• _Your objective_:
How many lines within the records include the word "type"? Only that number should be given.
*** Available data ***
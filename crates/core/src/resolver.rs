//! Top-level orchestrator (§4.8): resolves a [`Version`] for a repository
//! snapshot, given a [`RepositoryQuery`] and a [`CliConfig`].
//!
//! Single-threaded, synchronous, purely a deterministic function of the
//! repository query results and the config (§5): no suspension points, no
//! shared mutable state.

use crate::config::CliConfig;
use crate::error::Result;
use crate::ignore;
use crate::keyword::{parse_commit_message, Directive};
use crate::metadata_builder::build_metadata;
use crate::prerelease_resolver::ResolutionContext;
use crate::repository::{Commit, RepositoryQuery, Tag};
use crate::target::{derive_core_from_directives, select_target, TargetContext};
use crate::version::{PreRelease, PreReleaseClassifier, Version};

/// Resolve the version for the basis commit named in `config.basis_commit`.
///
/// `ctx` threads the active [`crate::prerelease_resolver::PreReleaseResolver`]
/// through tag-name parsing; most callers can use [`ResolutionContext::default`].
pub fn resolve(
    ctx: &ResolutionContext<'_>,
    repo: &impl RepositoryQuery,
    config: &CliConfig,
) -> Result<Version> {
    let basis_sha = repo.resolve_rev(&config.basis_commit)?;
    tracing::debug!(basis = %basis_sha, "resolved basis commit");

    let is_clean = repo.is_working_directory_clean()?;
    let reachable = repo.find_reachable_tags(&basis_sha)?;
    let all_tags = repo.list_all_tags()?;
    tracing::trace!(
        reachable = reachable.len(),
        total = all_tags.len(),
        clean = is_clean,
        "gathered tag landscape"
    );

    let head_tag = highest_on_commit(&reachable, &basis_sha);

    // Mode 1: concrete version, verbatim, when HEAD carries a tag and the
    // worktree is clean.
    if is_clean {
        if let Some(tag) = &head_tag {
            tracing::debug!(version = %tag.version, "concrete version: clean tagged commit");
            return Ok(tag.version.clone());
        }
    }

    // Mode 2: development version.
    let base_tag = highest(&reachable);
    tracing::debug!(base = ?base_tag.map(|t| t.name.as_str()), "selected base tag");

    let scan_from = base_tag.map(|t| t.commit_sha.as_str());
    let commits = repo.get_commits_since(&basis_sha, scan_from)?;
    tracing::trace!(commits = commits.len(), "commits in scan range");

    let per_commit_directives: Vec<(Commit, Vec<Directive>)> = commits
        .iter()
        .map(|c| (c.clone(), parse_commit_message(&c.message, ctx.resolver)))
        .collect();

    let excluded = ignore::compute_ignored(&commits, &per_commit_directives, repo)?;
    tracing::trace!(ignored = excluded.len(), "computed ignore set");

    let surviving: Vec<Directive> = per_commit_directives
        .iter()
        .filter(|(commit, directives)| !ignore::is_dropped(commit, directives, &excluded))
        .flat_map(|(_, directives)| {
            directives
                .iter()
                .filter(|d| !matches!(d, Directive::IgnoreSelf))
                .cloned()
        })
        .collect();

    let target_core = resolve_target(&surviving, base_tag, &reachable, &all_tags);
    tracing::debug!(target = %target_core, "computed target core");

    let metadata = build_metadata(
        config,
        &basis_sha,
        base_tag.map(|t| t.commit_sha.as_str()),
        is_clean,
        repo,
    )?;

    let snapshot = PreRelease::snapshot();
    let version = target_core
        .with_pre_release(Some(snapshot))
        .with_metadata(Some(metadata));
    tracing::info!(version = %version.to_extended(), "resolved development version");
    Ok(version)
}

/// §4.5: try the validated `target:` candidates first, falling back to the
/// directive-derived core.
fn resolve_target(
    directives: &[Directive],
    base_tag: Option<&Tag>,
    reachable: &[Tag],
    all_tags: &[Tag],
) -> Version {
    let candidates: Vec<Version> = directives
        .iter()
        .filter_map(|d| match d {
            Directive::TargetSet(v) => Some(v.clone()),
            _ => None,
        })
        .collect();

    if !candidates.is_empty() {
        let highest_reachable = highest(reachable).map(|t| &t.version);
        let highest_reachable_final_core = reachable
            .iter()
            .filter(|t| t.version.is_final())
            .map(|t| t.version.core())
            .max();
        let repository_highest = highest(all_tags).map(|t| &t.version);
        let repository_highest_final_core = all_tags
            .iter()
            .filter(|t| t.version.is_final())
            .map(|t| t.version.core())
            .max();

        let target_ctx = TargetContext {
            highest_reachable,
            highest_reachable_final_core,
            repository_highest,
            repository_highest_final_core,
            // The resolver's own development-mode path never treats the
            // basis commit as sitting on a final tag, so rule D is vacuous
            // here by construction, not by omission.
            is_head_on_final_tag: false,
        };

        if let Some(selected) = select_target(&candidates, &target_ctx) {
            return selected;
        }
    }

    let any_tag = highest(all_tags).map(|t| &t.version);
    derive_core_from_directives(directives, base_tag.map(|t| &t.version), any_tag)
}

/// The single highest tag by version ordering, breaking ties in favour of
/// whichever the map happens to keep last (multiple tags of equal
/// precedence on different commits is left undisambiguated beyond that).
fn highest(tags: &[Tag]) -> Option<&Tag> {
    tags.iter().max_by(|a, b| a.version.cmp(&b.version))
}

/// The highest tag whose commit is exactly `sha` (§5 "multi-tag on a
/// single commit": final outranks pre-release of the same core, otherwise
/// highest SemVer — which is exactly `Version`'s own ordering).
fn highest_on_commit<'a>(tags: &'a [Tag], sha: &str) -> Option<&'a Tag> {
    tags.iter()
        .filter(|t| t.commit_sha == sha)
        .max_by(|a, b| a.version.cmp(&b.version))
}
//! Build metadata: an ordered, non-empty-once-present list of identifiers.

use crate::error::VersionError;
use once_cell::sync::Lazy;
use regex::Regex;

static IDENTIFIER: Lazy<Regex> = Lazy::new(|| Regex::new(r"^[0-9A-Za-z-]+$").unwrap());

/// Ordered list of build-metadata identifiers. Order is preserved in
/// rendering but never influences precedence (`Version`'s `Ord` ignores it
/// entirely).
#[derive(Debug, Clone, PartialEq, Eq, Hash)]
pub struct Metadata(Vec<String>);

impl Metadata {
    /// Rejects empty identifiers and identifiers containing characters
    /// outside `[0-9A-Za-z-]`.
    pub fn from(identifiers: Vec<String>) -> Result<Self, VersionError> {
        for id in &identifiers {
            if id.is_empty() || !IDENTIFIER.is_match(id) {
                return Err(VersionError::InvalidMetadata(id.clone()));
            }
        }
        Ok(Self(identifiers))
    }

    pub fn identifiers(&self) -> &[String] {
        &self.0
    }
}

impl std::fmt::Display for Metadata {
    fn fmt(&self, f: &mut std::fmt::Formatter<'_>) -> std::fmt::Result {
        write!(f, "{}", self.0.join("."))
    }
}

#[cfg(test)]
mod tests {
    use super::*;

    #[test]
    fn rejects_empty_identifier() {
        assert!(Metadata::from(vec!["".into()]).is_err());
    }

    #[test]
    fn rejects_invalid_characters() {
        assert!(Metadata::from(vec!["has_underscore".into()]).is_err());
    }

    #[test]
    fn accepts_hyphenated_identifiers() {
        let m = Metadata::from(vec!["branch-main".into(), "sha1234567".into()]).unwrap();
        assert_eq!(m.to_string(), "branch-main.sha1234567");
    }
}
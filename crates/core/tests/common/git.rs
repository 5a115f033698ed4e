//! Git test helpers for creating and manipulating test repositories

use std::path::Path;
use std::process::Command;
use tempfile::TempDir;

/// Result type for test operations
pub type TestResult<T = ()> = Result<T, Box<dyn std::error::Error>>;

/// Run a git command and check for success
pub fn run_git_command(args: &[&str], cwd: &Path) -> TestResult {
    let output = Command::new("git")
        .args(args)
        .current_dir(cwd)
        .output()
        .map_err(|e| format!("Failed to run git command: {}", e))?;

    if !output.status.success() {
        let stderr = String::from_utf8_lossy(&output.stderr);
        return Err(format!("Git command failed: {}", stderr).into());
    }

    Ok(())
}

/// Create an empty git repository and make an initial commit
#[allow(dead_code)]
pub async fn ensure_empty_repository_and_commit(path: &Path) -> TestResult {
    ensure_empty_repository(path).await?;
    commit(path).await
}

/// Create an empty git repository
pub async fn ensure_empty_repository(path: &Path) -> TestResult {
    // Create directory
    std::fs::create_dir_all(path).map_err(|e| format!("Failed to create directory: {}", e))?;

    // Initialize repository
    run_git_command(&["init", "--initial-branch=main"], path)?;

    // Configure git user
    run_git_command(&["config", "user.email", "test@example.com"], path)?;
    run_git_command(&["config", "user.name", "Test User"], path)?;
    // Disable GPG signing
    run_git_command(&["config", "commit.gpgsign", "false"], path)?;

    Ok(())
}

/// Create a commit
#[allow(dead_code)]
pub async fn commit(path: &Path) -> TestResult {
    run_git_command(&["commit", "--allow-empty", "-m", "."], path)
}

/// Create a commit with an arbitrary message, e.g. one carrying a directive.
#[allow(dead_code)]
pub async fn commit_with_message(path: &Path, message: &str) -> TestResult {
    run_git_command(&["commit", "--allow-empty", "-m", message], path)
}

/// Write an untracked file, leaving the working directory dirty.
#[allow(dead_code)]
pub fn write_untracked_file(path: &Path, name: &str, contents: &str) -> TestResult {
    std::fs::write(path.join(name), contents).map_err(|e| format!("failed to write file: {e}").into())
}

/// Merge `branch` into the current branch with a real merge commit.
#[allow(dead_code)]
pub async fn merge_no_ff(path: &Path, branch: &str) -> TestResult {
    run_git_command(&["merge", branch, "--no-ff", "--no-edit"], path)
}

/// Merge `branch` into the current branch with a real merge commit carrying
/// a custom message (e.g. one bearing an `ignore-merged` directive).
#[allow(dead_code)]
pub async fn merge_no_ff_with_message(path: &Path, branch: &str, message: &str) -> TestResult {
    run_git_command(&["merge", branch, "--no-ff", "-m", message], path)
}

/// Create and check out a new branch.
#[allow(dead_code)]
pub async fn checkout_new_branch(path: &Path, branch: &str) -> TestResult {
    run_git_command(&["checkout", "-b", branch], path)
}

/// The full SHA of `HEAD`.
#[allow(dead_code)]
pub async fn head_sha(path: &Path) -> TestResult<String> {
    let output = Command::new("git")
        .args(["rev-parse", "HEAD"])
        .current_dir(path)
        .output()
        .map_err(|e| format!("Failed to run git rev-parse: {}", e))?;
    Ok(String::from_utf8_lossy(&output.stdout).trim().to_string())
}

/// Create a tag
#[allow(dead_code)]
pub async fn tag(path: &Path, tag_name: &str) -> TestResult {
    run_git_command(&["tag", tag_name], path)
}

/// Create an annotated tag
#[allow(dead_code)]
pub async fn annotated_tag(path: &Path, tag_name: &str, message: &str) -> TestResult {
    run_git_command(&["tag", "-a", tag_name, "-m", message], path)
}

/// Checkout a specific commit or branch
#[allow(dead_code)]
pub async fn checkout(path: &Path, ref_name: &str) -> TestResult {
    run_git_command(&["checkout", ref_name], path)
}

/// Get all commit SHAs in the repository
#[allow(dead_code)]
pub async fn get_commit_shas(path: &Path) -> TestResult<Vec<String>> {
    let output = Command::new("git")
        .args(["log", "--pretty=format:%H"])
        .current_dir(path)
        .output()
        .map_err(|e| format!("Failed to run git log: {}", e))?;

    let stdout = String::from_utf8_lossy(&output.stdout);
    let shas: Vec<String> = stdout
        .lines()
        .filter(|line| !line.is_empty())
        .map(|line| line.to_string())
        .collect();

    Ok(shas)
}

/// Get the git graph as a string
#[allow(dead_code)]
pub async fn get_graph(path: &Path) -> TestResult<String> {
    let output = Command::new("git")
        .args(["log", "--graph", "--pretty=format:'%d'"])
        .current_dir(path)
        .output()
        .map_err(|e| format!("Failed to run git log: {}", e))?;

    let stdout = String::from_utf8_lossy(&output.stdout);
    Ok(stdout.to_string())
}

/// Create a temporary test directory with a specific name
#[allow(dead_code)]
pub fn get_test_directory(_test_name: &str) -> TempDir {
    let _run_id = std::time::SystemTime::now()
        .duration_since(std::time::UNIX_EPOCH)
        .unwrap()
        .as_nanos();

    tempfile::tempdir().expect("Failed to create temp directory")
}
***
• _Your solution_:
2